▸ **DATASET RECORDS**
use std::any::{Any, TypeId};
use std::sync::{PoisonError, RwLock};

use crate::hash::{FIXED_STATE, FixedHashMap};

// -----------------------------------------------------------------------------
// MemberInfo

/// Compile-time information for one declared member of a struct.
///
/// Produced by [`#[derive(ToMap)]`](crate::derive::ToMap), one entry per
/// declared field in declaration order. The raw tag strings are kept
/// per-keyword so field resolution can serve any configured tag keyword at
/// runtime.
#[derive(Clone, Debug)]
pub struct MemberInfo {
    name: &'static str,
    public: bool,
    // `StructInfo` is created on first access; a function pointer delays it.
    embedded: Option<fn() -> &'static StructInfo>,
    tags: &'static [(&'static str, &'static str)],
}

impl MemberInfo {
    /// Creates the descriptor for an ordinary member.
    #[inline]
    pub const fn new(name: &'static str, public: bool) -> Self {
        Self {
            name,
            public,
            embedded: None,
            tags: &[],
        }
    }

    /// Creates the descriptor for an embedded member of struct type `T`.
    ///
    /// Embedded members promote their own fields into the parent's field set
    /// during resolution.
    #[inline]
    pub const fn embedded<T: TypedStruct>(name: &'static str, public: bool) -> Self {
        Self {
            name,
            public,
            embedded: Some(T::struct_info),
            tags: &[],
        }
    }

    /// Attaches the raw `(keyword, spec)` tag strings.
    #[inline]
    pub const fn with_tags(mut self, tags: &'static [(&'static str, &'static str)]) -> Self {
        self.tags = tags;
        self
    }

    /// Returns the declared field name.
    #[inline]
    pub const fn name(&self) -> &'static str {
        self.name
    }

    /// Returns whether the member is `pub`.
    ///
    /// Non-`pub` leaf members are never emitted; non-`pub` embedded members
    /// are still traversed for promotion.
    #[inline]
    pub const fn is_public(&self) -> bool {
        self.public
    }

    /// Returns whether the member is embedded.
    #[inline]
    pub const fn is_embedded(&self) -> bool {
        self.embedded.is_some()
    }

    /// Returns the embedded member's own descriptors, if embedded.
    #[inline]
    pub fn embedded_info(&self) -> Option<&'static StructInfo> {
        self.embedded.map(|info| info())
    }

    /// Returns the raw tag spec recorded under the given keyword.
    pub fn tag(&self, keyword: &str) -> Option<&'static str> {
        self.tags
            .iter()
            .find(|(tag_keyword, _)| *tag_keyword == keyword)
            .map(|(_, spec)| *spec)
    }
}

// -----------------------------------------------------------------------------
// StructInfo

/// Compile-time information for a struct type: its declared members in
/// declaration order.
///
/// # Examples
///
/// ```
/// use fm_marshal::{TypedStruct, derive::ToMap};
///
/// #[derive(ToMap)]
/// struct Account {
///     pub id: u64,
///     pub name: String,
/// }
///
/// let info = Account::struct_info();
/// assert_eq!(info.name(), "Account");
/// assert_eq!(info.member_len(), 2);
/// assert_eq!(info.members()[1].name(), "name");
/// ```
#[derive(Clone, Debug)]
pub struct StructInfo {
    ty_id: TypeId,
    name: &'static str,
    members: &'static [MemberInfo],
}

impl StructInfo {
    /// Creates a new `StructInfo` for type `T`.
    ///
    /// The member order is fixed and must match declaration order.
    #[inline]
    pub const fn new<T: 'static>(name: &'static str, members: &'static [MemberInfo]) -> Self {
        Self {
            ty_id: TypeId::of::<T>(),
            name,
            members,
        }
    }

    /// Returns the described type's [`TypeId`].
    #[inline]
    pub const fn ty_id(&self) -> TypeId {
        self.ty_id
    }

    /// Check if the given type matches the described one.
    #[inline]
    pub fn type_is<T: Any>(&self) -> bool {
        self.ty_id == TypeId::of::<T>()
    }

    /// Returns the struct's name.
    #[inline]
    pub const fn name(&self) -> &'static str {
        self.name
    }

    /// Returns the member descriptors in declaration order.
    #[inline]
    pub const fn members(&self) -> &'static [MemberInfo] {
        self.members
    }

    /// Returns the number of declared members.
    #[inline]
    pub const fn member_len(&self) -> usize {
        self.members.len()
    }
}

// -----------------------------------------------------------------------------
// TypedStruct

/// Static access to a struct type's [`StructInfo`].
///
/// Implemented by [`#[derive(ToMap)]`](crate::derive::ToMap); required of
/// embedded member types so resolution can traverse them without a value.
pub trait TypedStruct {
    /// Returns the type's member descriptors.
    fn struct_info() -> &'static StructInfo;
}

// -----------------------------------------------------------------------------
// GenericStructInfoCell

/// Static storage of [`StructInfo`] for generic struct types.
///
/// For a non-generic type the derive macro stores its `StructInfo` in a plain
/// `static`. Inside a generic impl the `static` would be shared by every
/// instantiation, so this cell keys the entries by [`TypeId`] instead.
///
/// ```rust, ignore
/// impl<T: ToMap> TypedStruct for Pair<T> {
///     fn struct_info() -> &'static StructInfo {
///         static CELL: GenericStructInfoCell = GenericStructInfoCell::new();
///         CELL.get_or_insert::<Self>(|| /* build members */)
///     }
/// }
/// ```
pub struct GenericStructInfoCell(RwLock<FixedHashMap<TypeId, &'static StructInfo>>);

impl GenericStructInfoCell {
    /// Creates an empty cell.
    #[inline]
    pub const fn new() -> Self {
        Self(RwLock::new(FixedHashMap::with_hasher(FIXED_STATE)))
    }

    /// Returns the `StructInfo` stored for type `G`, building it with `f` on
    /// first access.
    #[inline(always)]
    pub fn get_or_insert<G: Any + ?Sized>(&self, f: impl FnOnce() -> StructInfo) -> &StructInfo {
        // Separate to reduce code compilation times
        self.get_or_insert_by_type_id(TypeId::of::<G>(), f)
    }

    #[inline(never)]
    fn get_or_insert_by_type_id(
        &self,
        type_id: TypeId,
        f: impl FnOnce() -> StructInfo,
    ) -> &'static StructInfo {
        if let Some(info) = self
            .0
            .read()
            .unwrap_or_else(PoisonError::into_inner)
            .get(&type_id)
            .copied()
        {
            return info;
        }
        *self
            .0
            .write()
            .unwrap_or_else(PoisonError::into_inner)
            .entry(type_id)
            .or_insert_with(|| Box::leak(Box::new(f())))
    }
}

// -----------------------------------------------------------------------------
// Tests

▸ **REQUIREMENT**
This task calls for each line of the material that contains "GenericStructInfoCell".

▸ **SOLUTION FOR THIS EXERCISE**
// GenericStructInfoCell
///         static CELL: GenericStructInfoCell = GenericStructInfoCell::new();
pub struct GenericStructInfoCell(RwLock<FixedHashMap<TypeId, &'static StructInfo>>);
impl GenericStructInfoCell {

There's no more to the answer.